LoomLabs acts as a data controller for account, billing, and product operations data processed for service management. When AuditLoom processes compliance data submitted by the customer on behalf of a customer organization, LoomLabs acts as a data processor under the applicable agreements.

Data We Collect

We collect data necessary to provide and protect the service, manage subscriptions, and support product operations.

Purposes & Legal Bases

We process personal data based on one or more legal bases under GDPR and related European regulations:

• Performance of a contract: to provide access, execute workflows, generate reports, manage subscriptions.
• Legitimate interests: to secure the service, prevent abuse, ensure reliability, and improve the product.
• Legal obligations: tax/accounting duties, compliance with lawful requests, regulatory requirements.
• Consent: optional cookies and similar technologies where required.

Sharing & Recipients

We only share data with recipients necessary to operate the service and comply with legal obligations:

• Cloud infrastructure and hosting providers within the EU
• Secure authentication, email, and billing service providers
• Integrations authorized by the customer
• Professional advisors (legal, audit, accounting) where necessary
• Public authorities or regulators where required by law

International Transfers

When data is transferred outside the EEA/UK, we implement appropriate safeguards such as Standard Contractual Clauses (SCCs) and supplementary measures where applicable. Transfer mechanisms depend on the provider's location and applicable law.

Data Retention

We retain data for as long as necessary to provide the service, fulfill contractual obligations, support auditability, and comply with legal requirements. Retention periods vary by data type:

• Account and workspace data: retained while the account or organization workspace is active.
• Billing records: retained in accordance with strict EU accounting and tax retention periods.
• Operational and security logs: retained temporarily for troubleshooting and security auditing.

Security

We implement advanced technical and organizational security measures designed to protect data from unauthorized access, alteration, disclosure, and accidental loss.
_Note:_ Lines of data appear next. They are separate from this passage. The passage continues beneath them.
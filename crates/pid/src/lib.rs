//! # PID Controller Crate
//!
//! `pid` provides a PID (Proportional-Integral-Derivative) controller for
//! process-control loops such as valve positioning and variable-frequency
//! drive modulation.
//!
//! Unlike a self-contained controller object, the integrator state here is
//! **caller-owned**: the caller threads a [`PidState`] through successive
//! [`update`] calls. This makes the controller usable from engines that keep
//! all mutable state in a single serializable record and treat each control
//! cycle as a pure transform of that record.
//!
//! ## Features
//!
//! - **Output clamping**: the output is always within `[output_min, output_max]`.
//! - **Anti-windup**: the integral term is capped at `max_integral`.
//! - **Reverse-acting loops**: for processes where a rising measurement
//!   demands a rising output (e.g. fan speed against a supply temperature).
//! - **Term breakdown**: each update reports its P, I, and D contributions
//!   for diagnostics.

use thiserror::Error;

/// Errors returned by [`update`] when the request cannot produce a
/// meaningful control output.
#[derive(Debug, Error, Clone, Copy, PartialEq)]
pub enum PidError {
    /// The measured input was NaN or infinite.
    #[error("process input is not finite: {0}")]
    NonFiniteInput(f64),
    /// The setpoint was NaN or infinite.
    #[error("setpoint is not finite: {0}")]
    NonFiniteSetpoint(f64),
    /// The time delta must be strictly positive.
    #[error("non-positive dt: {0}")]
    InvalidDt(f64),
    /// `output_min` must not exceed `output_max`.
    #[error("inverted output bounds: min {min} > max {max}")]
    InvertedBounds { min: f64, max: f64 },
}

/// Tuning and bounds for a PID loop.
#[derive(Debug, Clone, Copy, PartialEq)]
#[cfg_attr(feature = "serde", derive(serde::Serialize, serde::Deserialize))]
pub struct PidParams {
    /// Proportional gain.
    pub kp: f64,
    /// Integral gain.
    pub ki: f64,
    /// Derivative gain.
    pub kd: f64,
    /// The lower bound of the controller's output.
    pub output_min: f64,
    /// The upper bound of the controller's output.
    pub output_max: f64,
    /// When true the error sign is inverted (`input - setpoint`), so the
    /// output rises as the measurement rises above the setpoint.
    pub reverse_acting: bool,
    /// Cap on the absolute value of the accumulated integral.
    pub max_integral: f64,
}

impl PidParams {
    /// Creates a direct-acting parameter set with the given gains and bounds.
    pub fn new(kp: f64, ki: f64, kd: f64, output_min: f64, output_max: f64) -> Self {
        Self {
            kp,
            ki,
            kd,
            output_min,
            output_max,
            reverse_acting: false,
            max_integral: f64::INFINITY,
        }
    }

    /// Builder-style switch to a reverse-acting loop.
    pub fn reverse_acting(mut self) -> Self {
        self.reverse_acting = true;
        self
    }

    /// Builder-style integral cap for anti-windup.
    pub fn with_max_integral(mut self, max_integral: f64) -> Self {
        self.max_integral = max_integral;
        self
    }
}

/// The caller-owned integrator state threaded through successive updates.
#[derive(Debug, Clone, Copy, PartialEq)]
#[cfg_attr(feature = "serde", derive(serde::Serialize, serde::Deserialize))]
pub struct PidState {
    /// Accumulated integral of the error, in error-seconds.
    pub integral: f64,
    /// The error observed on the previous update, for the derivative term.
    pub previous_error: f64,
    /// The last output produced. Callers use this for slew limiting and as
    /// the base value for fallback heuristics when an update fails.
    pub last_output: f64,
}

impl PidState {
    /// A zeroed state whose `last_output` rests at the given value.
    pub fn resting_at(output: f64) -> Self {
        Self {
            integral: 0.0,
            previous_error: 0.0,
            last_output: output,
        }
    }

    /// Clears the integrator and derivative memory, leaving `last_output` at
    /// the given value.
    pub fn reset_to(&mut self, output: f64) {
        self.integral = 0.0;
        self.previous_error = 0.0;
        self.last_output = output;
    }
}

impl Default for PidState {
    fn default() -> Self {
        Self::resting_at(0.0)
    }
}

/// The result of a single PID update.
#[derive(Debug, Clone, Copy, PartialEq)]
pub struct PidOutput {
    /// The clamped control output.
    pub output: f64,
    /// Proportional contribution.
    pub p_term: f64,
    /// Integral contribution.
    pub i_term: f64,
    /// Derivative contribution.
    pub d_term: f64,
    /// The (possibly sign-inverted) error this update acted on.
    pub error: f64,
}

/// Advances the controller by one step of `dt` seconds.
///
/// # Arguments
/// * `input` - The current measured value of the process.
/// * `setpoint` - The target value for the process.
/// * `params` - Gains and output bounds.
/// * `dt` - The time delta since the last update, in seconds.
/// * `state` - The caller-owned integrator state; mutated only on success.
///
/// # Returns
/// The clamped output together with its term breakdown, or a [`PidError`]
/// if the inputs cannot produce a meaningful result. On error the state is
/// left untouched so the caller's fallback can build on `last_output`.
pub fn update(
    input: f64,
    setpoint: f64,
    params: &PidParams,
    dt: f64,
    state: &mut PidState,
) -> Result<PidOutput, PidError> {
    if !input.is_finite() {
        return Err(PidError::NonFiniteInput(input));
    }
    if !setpoint.is_finite() {
        return Err(PidError::NonFiniteSetpoint(setpoint));
    }
    if !(dt.is_finite() && dt > 0.0) {
        return Err(PidError::InvalidDt(dt));
    }
    if params.output_min > params.output_max {
        return Err(PidError::InvertedBounds {
            min: params.output_min,
            max: params.output_max,
        });
    }

    let error = if params.reverse_acting {
        input - setpoint
    } else {
        setpoint - input
    };

    // Proportional term
    let p_term = params.kp * error;

    // Integral term with anti-windup
    let mut integral = state.integral + error * dt;
    if integral.abs() > params.max_integral {
        integral = params.max_integral.copysign(integral);
    }
    let i_term = params.ki * integral;

    // Derivative term
    let derivative = (error - state.previous_error) / dt;
    let d_term = params.kd * derivative;

    // Clamp output to the defined limits
    let output = (p_term + i_term + d_term)
        .max(params.output_min)
        .min(params.output_max);

    state.integral = integral;
    state.previous_error = error;
    state.last_output = output;

    Ok(PidOutput {
        output,
        p_term,
        i_term,
        d_term,
        error,
    })
}
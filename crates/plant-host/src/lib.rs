//! Library surface of the plant host: configuration loading, the live
//! supervisory loop, offline replay, and the telemetry reporter. The binary
//! in `main.rs` is a thin CLI over these modules, and the integration tests
//! drive them directly.

pub mod config;
pub mod replay;
pub mod reporter;
pub mod runner;
//! Tower Commander and Runtime Enforcer
//!
//! The commander activates towers to meet the staging decision, honoring
//! availability and the minimum-off cooldown. The enforcer runs afterwards
//! and owns the protection timings: it reverses a commanded shutdown while a
//! tower is inside its minimum runtime, keeps a healthy running tower on
//! through demand dips, and writes the off-cooldown mark when a stop is
//! actually permitted.

use crate::config::PlantConfig;
use crate::fan;
use crate::ids::{PerTower, Tower};
use crate::output::{CommandSnapshot, ValveCommand};
use crate::snapshot::SensorReadings;
use crate::staging::StagingDecision;
use crate::state::{EngineState, TowerRun};
use std::time::SystemTime;
use tracing::{debug, info};

/// Activates up to `decision.demanded` towers and computes their fan speeds.
///
/// Selection prefers towers that are already running (in duty order), then
/// idle towers in duty order, so demand dips never swap a running lag tower
/// for the idle lead. Returns which towers the commander claimed this cycle;
/// the enforcer leaves those alone.
pub fn command_towers(
    cfg: &PlantConfig,
    now: SystemTime,
    readings: &SensorReadings,
    decision: &StagingDecision,
    state: &mut EngineState,
    out: &mut CommandSnapshot,
) -> PerTower<bool> {
    let mut selected = PerTower::uniform(false);
    let mut activated = 0usize;

    let mut candidates: Vec<Tower> = Vec::with_capacity(3);
    for &t in decision.duty_order.iter() {
        if state.towers[t].is_running() {
            candidates.push(t);
        }
    }
    for &t in decision.duty_order.iter() {
        if !state.towers[t].is_running() {
            candidates.push(t);
        }
    }

    for tower in candidates {
        if activated >= decision.demanded {
            break;
        }
        if !cfg.equipment.tower_available[tower] {
            debug!(%tower, "skipping unavailable tower");
            continue;
        }
        if let Some(off_s) = state.cooldown_seconds(tower, now) {
            if off_s < cfg.timing.min_off_time_s {
                info!(%tower, off_s, "start blocked by off cooldown");
                out.blocked_by_cooldown.push(tower);
                continue;
            }
        }

        activate(cfg, now, readings, decision, state, out, tower);
        selected[tower] = true;
        activated += 1;
    }

    selected
}

/// Starts (or continues) one tower and computes its speed command.
fn activate(
    cfg: &PlantConfig,
    now: SystemTime,
    readings: &SensorReadings,
    decision: &StagingDecision,
    state: &mut EngineState,
    out: &mut CommandSnapshot,
    tower: Tower,
) {
    if !state.towers[tower].is_running() {
        info!(%tower, "starting tower");
        state.towers[tower] = TowerRun::Running { since: now };
        state.ramps[tower] = None;
        state.tower_pids[tower].reset_to(cfg.fan.min_voltage);
    }

    // run_seconds is Some by construction here.
    let run_s = state.run_seconds(tower, now).unwrap_or(0.0);
    let target = fan::target_voltage(
        cfg,
        readings,
        run_s,
        decision.demand_pct,
        &mut state.tower_pids[tower],
    );
    let ramped = fan::apply_ramp(cfg, now, target, &mut state.ramps[tower]);
    let (speed, enabled) = fan::coerce_sub_minimum(cfg, ramped, run_s);

    let cmd = &mut out.towers[tower];
    cmd.vfd_enable = enabled;
    cmd.fan_speed_v = speed;
    cmd.isolation_valve = ValveCommand::Open;
}

/// Enforces minimum-runtime and shutdown rules on running towers the
/// commander did not claim this cycle.
///
/// - Inside the minimum runtime: forced back on at the ramp floor, unless a
///   hard-shutdown condition holds.
/// - Past the minimum with ΔT below the release band or the HP supply under
///   its hard minimum: stopped, opening the minimum-off cooldown.
/// - Past the minimum otherwise: kept on at the ramp floor, so the plant
///   does not oscillate around the setpoint.
pub fn enforce_runtime(
    cfg: &PlantConfig,
    now: SystemTime,
    readings: &SensorReadings,
    decision: &StagingDecision,
    state: &mut EngineState,
    out: &mut CommandSnapshot,
    selected: &PerTower<bool>,
) {
    for tower in Tower::ALL {
        if selected[tower] || !state.towers[tower].is_running() {
            continue;
        }
        let run_s = state.run_seconds(tower, now).unwrap_or(0.0);
        let release = decision.delta_t < cfg.staging.release_delta_t
            || readings.hp_supply_f < cfg.staging.hp_supply_min_f;
        // A tower pulled from the available set stops regardless of runtime.
        let unavailable = !cfg.equipment.tower_available[tower];

        if decision.hard_shutdown || unavailable || (run_s >= cfg.timing.min_runtime_s && release) {
            stop(state, out, tower, now);
            continue;
        }

        // Either still inside the minimum runtime, or past it with
        // conditions that still warrant cooling: hold the tower on.
        if run_s < cfg.timing.min_runtime_s {
            debug!(%tower, run_s, "minimum runtime hold");
        }
        let floor = fan::apply_ramp(cfg, now, cfg.fan.min_voltage, &mut state.ramps[tower]);
        let cmd = &mut out.towers[tower];
        cmd.vfd_enable = true;
        cmd.fan_speed_v = floor;
        cmd.isolation_valve = ValveCommand::Open;
    }
}

/// Stops a running tower and opens its minimum-off cooldown.
fn stop(state: &mut EngineState, out: &mut CommandSnapshot, tower: Tower, now: SystemTime) {
    info!(%tower, "stopping tower");
    state.towers[tower] = TowerRun::OffCooldown { since: now };
    state.ramps[tower] = None;
    let cmd = &mut out.towers[tower];
    cmd.vfd_enable = false;
    cmd.fan_speed_v = 0.0;
    cmd.isolation_valve = ValveCommand::Close;
}
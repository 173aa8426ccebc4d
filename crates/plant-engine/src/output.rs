//! Output Command Snapshot
//!
//! The engine's entire decision for one cycle, fully materialized. The
//! runner actuates exactly what is here; nothing else crosses the boundary.

use crate::config::PlantConfig;
use crate::fault::Fault;
use crate::ids::{AlarmStatus, ControlMode, PerPump, PerTower, Tower};
use crate::snapshot::SensorReadings;
use serde::{Deserialize, Serialize};
use std::time::SystemTime;

/// Isolation-valve command for one tower.
///
/// Tri-state by construction: open and close can never be asserted together.
#[derive(Debug, Clone, Copy, PartialEq, Eq, Serialize, Deserialize)]
#[serde(rename_all = "lowercase")]
pub enum ValveCommand {
    /// Drive the valve open.
    Open,
    /// Drive the valve closed.
    Close,
    /// Leave the valve where it is.
    Idle,
}

/// Commands for one tower.
#[derive(Debug, Clone, Copy, PartialEq, Serialize, Deserialize)]
pub struct TowerOutput {
    /// VFD run enable.
    pub vfd_enable: bool,
    /// Fan speed command, volts. Either 0 or within the VFD's usable range.
    pub fan_speed_v: f64,
    /// Isolation valve command.
    pub isolation_valve: ValveCommand,
    /// Basin heater enable.
    pub heater_enable: bool,
}

impl TowerOutput {
    /// Off, isolated, heater as given.
    fn off(heater_enable: bool) -> Self {
        Self {
            vfd_enable: false,
            fan_speed_v: 0.0,
            isolation_valve: ValveCommand::Close,
            heater_enable,
        }
    }
}

/// The complete output of one control cycle.
#[derive(Debug, Clone, PartialEq, Serialize, Deserialize)]
pub struct CommandSnapshot {
    /// Per-tower commands.
    pub towers: PerTower<TowerOutput>,
    /// Per-pump run enables.
    pub pumps: PerPump<bool>,
    /// Bypass valve position command, volts.
    pub bypass_valve_v: f64,
    /// Tempering valve position command, volts.
    pub tempering_valve_v: f64,
    /// Plant alarm level.
    pub alarm: AlarmStatus,
    /// Active fault condition strings, annunciator format.
    pub fault_conditions: Vec<String>,
    /// Labels of safety bypasses currently configured.
    pub safety_bypasses: Vec<String>,
    /// Reported control mode.
    pub control_mode: ControlMode,
    /// The current lead tower.
    pub lead_tower: Tower,
    /// Number of towers with their VFD enabled.
    pub active_towers: u8,
    /// Cooling demand, percent.
    pub cooling_demand_pct: f64,
    /// HP supply minus setpoint, °F.
    pub loop_delta_t_f: f64,
    /// Target HP supply temperature, °F.
    pub target_supply_temp_f: f64,
    /// Towers that wanted to start but were held by the off cooldown.
    pub blocked_by_cooldown: Vec<Tower>,
    /// Instantaneous heat-exchanger effectiveness. Diagnostic only; `None`
    /// when the loop temperatures give no meaningful denominator.
    pub hx_effectiveness: Option<f64>,
    /// The sanitized readings this cycle decided on, mirrored for telemetry.
    pub readings: SensorReadings,
    /// When this snapshot was produced.
    pub generated_at: SystemTime,
}

/// Instantaneous HX effectiveness from the loop temperatures.
fn hx_effectiveness(readings: &SensorReadings) -> Option<f64> {
    let denom = readings.hp_return_f - readings.tower_supply_f;
    if denom.abs() < 0.5 {
        return None;
    }
    Some(((readings.hp_return_f - readings.hp_supply_f) / denom).clamp(0.0, 1.0))
}

impl CommandSnapshot {
    /// A neutral all-off snapshot the automatic passes then fill in.
    pub(crate) fn baseline(
        cfg: &PlantConfig,
        readings: SensorReadings,
        lead_tower: Tower,
        heaters_on: bool,
        now: SystemTime,
    ) -> Self {
        Self {
            towers: PerTower::uniform(TowerOutput::off(heaters_on)),
            pumps: PerPump::uniform(false),
            bypass_valve_v: cfg.valve.min_voltage,
            tempering_valve_v: cfg.valve.min_voltage,
            alarm: AlarmStatus::Normal,
            fault_conditions: Vec::new(),
            safety_bypasses: cfg.bypasses.active_labels(),
            control_mode: ControlMode::Auto,
            lead_tower,
            active_towers: 0,
            cooling_demand_pct: 0.0,
            loop_delta_t_f: readings.hp_supply_f - readings.setpoint_f,
            target_supply_temp_f: readings.setpoint_f,
            blocked_by_cooldown: Vec::new(),
            hx_effectiveness: hx_effectiveness(&readings),
            readings,
            generated_at: now,
        }
    }

    /// The safe-shutdown output forced by a critical fault: fans off and
    /// zeroed, isolation valves driven closed, pumps off, valves parked,
    /// heaters held at their last safe state.
    pub fn safe_shutdown(
        cfg: &PlantConfig,
        readings: SensorReadings,
        lead_tower: Tower,
        heaters_on: bool,
        faults: &[Fault],
        now: SystemTime,
    ) -> Self {
        let mut snap = Self::baseline(cfg, readings, lead_tower, heaters_on, now);
        snap.alarm = AlarmStatus::Critical;
        snap.fault_conditions = faults.iter().map(Fault::to_string).collect();
        snap
    }

    /// The fully-safe output returned when the engine itself fails: every
    /// enable off, every isolation valve driven closed, heaters off, valves
    /// parked, mode and alarm at `error`.
    pub fn fail_safe(cfg: &PlantConfig, now: SystemTime) -> Self {
        let mut snap = Self::baseline(cfg, SensorReadings::default(), Tower::One, false, now);
        snap.alarm = AlarmStatus::Error;
        snap.control_mode = ControlMode::Error;
        snap.fault_conditions = vec![Fault::ControlSystemError.to_string()];
        snap
    }

    /// Recounts `active_towers` from the per-tower enables.
    pub(crate) fn refresh_active_towers(&mut self) {
        self.active_towers = Tower::ALL
            .iter()
            .filter(|&&t| self.towers[t].vfd_enable)
            .count() as u8;
    }
}
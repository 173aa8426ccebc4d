//! Staging Decider
//!
//! Turns ΔT (HP supply minus setpoint) into a demanded tower count and a
//! cooling-demand percentage. Hard cold-shutdown conditions win over
//! everything; after that, running towers bias the decision toward
//! continuing (hysteresis), and the plain threshold table handles the rest.

use crate::config::PlantConfig;
use crate::ids::Tower;
use crate::snapshot::SensorReadings;
use crate::state::EngineState;
use tracing::debug;

/// The staging outcome for one cycle.
#[derive(Debug, Clone, Copy, PartialEq)]
pub struct StagingDecision {
    /// How many towers should run.
    pub demanded: usize,
    /// Cooling demand, percent.
    pub demand_pct: f64,
    /// HP supply minus setpoint, °F.
    pub delta_t: f64,
    /// `[lead, lag1, lag2]` duty order.
    pub duty_order: [Tower; 3],
    /// A hard limit tripped: everything must stop, minimum runtimes
    /// notwithstanding.
    pub hard_shutdown: bool,
}

/// Decides the demanded tower count and demand percentage.
///
/// Evaluated top-down, first match wins:
/// 1. cold shutdown (ΔT below the cold limit, or either hard supply
///    minimum violated) → 0 towers;
/// 2. continuation: towers already running and ΔT still above the continue
///    band → at least the running count stays on, with demand following
///    `28 + 3·ΔT`;
/// 3. the threshold table.
///
/// In the continuation case the demanded count is the larger of the running
/// count and the threshold table's answer, so escalation still works while
/// towers are held on.
pub fn decide(cfg: &PlantConfig, readings: &SensorReadings, state: &EngineState) -> StagingDecision {
    let delta_t = readings.hp_supply_f - readings.setpoint_f;
    let duty_order = Tower::duty_order(state.lead_tower);

    let hard_shutdown = delta_t < cfg.staging.cold_shutdown_delta_t
        || readings.hp_supply_f < cfg.staging.hp_supply_min_f
        || readings.tower_supply_f < cfg.staging.tower_supply_min_f;

    if hard_shutdown {
        debug!(
            delta_t,
            hp_supply = readings.hp_supply_f,
            tower_supply = readings.tower_supply_f,
            "hard shutdown conditions hold"
        );
        return StagingDecision {
            demanded: 0,
            demand_pct: 0.0,
            delta_t,
            duty_order,
            hard_shutdown: true,
        };
    }

    let (table_count, table_pct) = threshold_table(cfg, delta_t);
    let running = state.running_count();

    let (demanded, demand_pct) = if running > 0 && delta_t >= cfg.staging.continue_delta_t {
        let demanded = table_count.max(running).max(1);
        let pct = (28.0 + 3.0 * delta_t).clamp(28.0, 100.0);
        (demanded, pct)
    } else {
        (table_count, table_pct)
    };

    StagingDecision {
        demanded,
        demand_pct,
        delta_t,
        duty_order,
        hard_shutdown: false,
    }
}

/// The plain ΔT → (count, demand %) table.
fn threshold_table(cfg: &PlantConfig, delta_t: f64) -> (usize, f64) {
    let s = &cfg.staging;
    if delta_t >= s.stage4_delta_t {
        (3, 100.0)
    } else if delta_t >= s.stage3_delta_t {
        (3, 75.0)
    } else if delta_t >= s.stage2_delta_t {
        (2, 60.0)
    } else if delta_t >= s.stage1_delta_t {
        let pct = (28.0 + 2.0 * (delta_t - s.stage1_delta_t)).clamp(28.0, 50.0);
        (1, pct)
    } else {
        (0, 0.0)
    }
}
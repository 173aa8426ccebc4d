//! # Cooling-Plant Supervisory Engine
//!
//! `plant-engine` is the control core for a three-tower evaporative cooling
//! plant serving a heat-pump loop. Each supervisory cycle it ingests a raw
//! sensor snapshot, operator commands, and the carried state, and returns a
//! complete output command snapshot:
//!
//! ```no_run
//! use plant_engine::{Engine, EngineState, PlantConfig, RawSnapshot, UiCommands};
//! use std::time::SystemTime;
//!
//! let config = PlantConfig::default();
//! let engine = Engine::new(config.clone());
//! let mut state = EngineState::new(SystemTime::now(), &config);
//!
//! let mut raw = RawSnapshot::new();
//! raw.set("CH10", 90.0).set("outdoorTemp", 80.0);
//!
//! let out = engine.step(SystemTime::now(), &raw, &UiCommands::none(), &mut state);
//! println!("demand {:.0}%, alarm {:?}", out.cooling_demand_pct, out.alarm);
//! ```
//!
//! ## Guarantees
//!
//! - **Deterministic**: outputs depend only on the inputs and carried state;
//!   the engine never reads the clock or performs I/O.
//! - **Safe under any input**: implausible sensor values are substituted,
//!   critical faults short-circuit to a safe shutdown, and an internal
//!   failure yields the fail-safe output with the state untouched.
//! - **Equipment protection**: minimum runtimes, off cooldowns, VFD ramp
//!   limits, pump changeover overlap, and freeze protection are enforced
//!   regardless of demand.

pub mod config;
pub mod engine;
pub mod fan;
pub mod fault;
pub mod heaters;
pub mod ids;
pub mod monitor;
pub mod output;
pub mod overrides;
pub mod pumps;
pub mod rotation;
pub mod safety;
pub mod sanitize;
pub mod snapshot;
pub mod staging;
pub mod state;
pub mod towers;
pub mod valves;

// Re-export the types that make up the engine's public contract.
pub use config::{ChannelMap, PlantConfig};
pub use engine::Engine;
pub use fault::Fault;
pub use ids::{AlarmStatus, ControlMode, PerPump, PerTower, Pump, Tower};
pub use output::{CommandSnapshot, TowerOutput, ValveCommand};
pub use snapshot::{RawSnapshot, SensorReadings, TowerOverride, UiCommands};
pub use state::{EngineState, TowerRun};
We encrypt all data both in transit and at rest.

Your Rights

Under GDPR and applicable laws, you can exercise your rights in relation to your personal data:

• Access to your data and data portability
• Rectification of incorrect or incomplete data
• Erasure of data (right to be forgotten)
• Restriction of processing
• Objection to processing based on legitimate interests
• Withdrawal of previously provided consent

Cookies & Similar Technologies

AuditLoom uses strictly necessary cookies for session management and security. Optional statistical cookie categories are only enabled with your explicit consent.

Children's Data

AuditLoom is strictly intended for B2B and business use and is not directed at minors. We do not knowingly collect personal data of children in relation to the service.

Updates to This Policy

We may update this policy to reflect legal, technical, or business changes. Substantial updates will be communicated through our platform or other appropriate channels.